I also thought they would always meet in the middle, but this is assuming (a) the pace of man A is the pace of man B and (b) the path is completely flat - i.e. it's not a hill, but we know it is. But it can work, divide the hill into thirds with a steep first part, level second and steep third. On the way up the hill, the man's pace up the steep first part is slow so it takes him longer. In the same amount of time, the man walking down the hill has descended the steep part at the top and has also crossed the level part. The hill slopes in his favour so he walks faster, but he has longer to walk so they should arrive at the same time. A vague explanation but I think this is the principle?

But then surely the man walking uphill must speed up immediately afterwards, and the man walking downhill slows down his pace, so they both reach their destination at 7pm.

"The route is naturally uneven, with steep, slow parts and more level, fast parts."

This doesn't say which route we are talking about, whether uphill or downhill, because it's mentioned after both. What is steep for one is a decline for the other. If it is uneven then there could be steep parts going down on the path whilst you're moving up the hill. So on the way back down the hill, they would be steep going up, accounting for the slow in pace of B and quickening in pace of A.

Stupot

I don't see why it HAS to be a hill in the riddle.  The same applies to any journey (flat or otherwise). There's no point mentioning the slow/fast parts in the riddle if you're not going to take them into account (unless the purpose is to throw you off, which I think it is).

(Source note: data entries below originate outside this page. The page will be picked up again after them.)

//! Collaborator capabilities consumed by the controller.
//!
//! Fill actions, clipboard writes, URL launches, icon and settings fetches
//! all live behind [`PageBridge`]. The controller invokes these but never
//! implements them; implementations are expected to resolve to a safe empty
//! result rather than raise, since the controller has no error-reporting path
//! back to the user.
//!
//! Fetches and fill actions are asynchronous in completion-callback style.
//! The controller token-guards every completion, so a callback that fires
//! after its session was superseded becomes a silent no-op.

use std::sync::Arc;

use serde_json::Value;

use crate::host::AnchorElement;

/// User-facing settings relevant to overlay rendering.
#[derive(Debug, Clone, Copy, Default)]
pub struct UserSettings {
    pub show_scrollbars: bool,
    pub hide_details: bool,
}

/// A resolved site icon for the current page.
#[derive(Debug, Clone)]
pub struct FavIcon {
    pub url: String,
    /// Encoded image data (base64).
    pub base64_data: String,
}

/// Completion callback for asynchronous collaborator calls.
pub type Done = Box<dyn FnOnce()>;

/// Host-integration capabilities the overlay delegates to.
pub trait PageBridge {
    /// Fetch current user-facing settings.
    fn fetch_settings(&self, respond: Box<dyn FnOnce(UserSettings)>);

    /// Fetch a representative site icon for the current page. Resolves to
    /// `None` when no usable icon exists.
    fn fetch_fav_icon(&self, respond: Box<dyn FnOnce(Option<FavIcon>)>);

    /// Autofill the page with a credential. `done` fires once the fill has
    /// taken effect; the overlay is only torn down afterwards.
    fn fill_with_credential(
        &self,
        credential: Value,
        anchor: Arc<dyn AnchorElement>,
        is_password_field: bool,
        done: Done,
    );

    /// Fill a single field with text, optionally appending to the current
    /// value instead of replacing it.
    fn fill_single_field(&self, text: String, anchor: Arc<dyn AnchorElement>, append: bool, done: Done);

    /// A new item was created through the overlay dialog.
    fn item_created(&self, credential: Value, message: String);

    /// Navigate the page to a URL.
    fn launch_url(&self, url: String) -> anyhow::Result<()>;

    /// Write text to the clipboard.
    fn copy_text(&self, text: String) -> anyhow::Result<()>;

    /// Request that inline menus stay hidden for a short window.
    fn set_suppress_inline_menus(&self, suppress: bool);

    /// Request the large-text view.
    fn set_show_large_text(&self, show: bool);
}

I agree the answer is that Yes, that there will be a point on the way back down where you could say that you had been at that exact spot at the exact same time the previous day (As Snarky neatly illustrates), but this is reliant totally on the fact that both journeys begin and end at the same time, and the terrain of the hill is completely irrelevent.  Unless of course you are trying to calculate exactly where and when that point would be, but that's not what the riddle is asking (Thank fuck!).

Jonez

Yeah, the terrain type and the length is irrelevant, but that's what makes it a riddle.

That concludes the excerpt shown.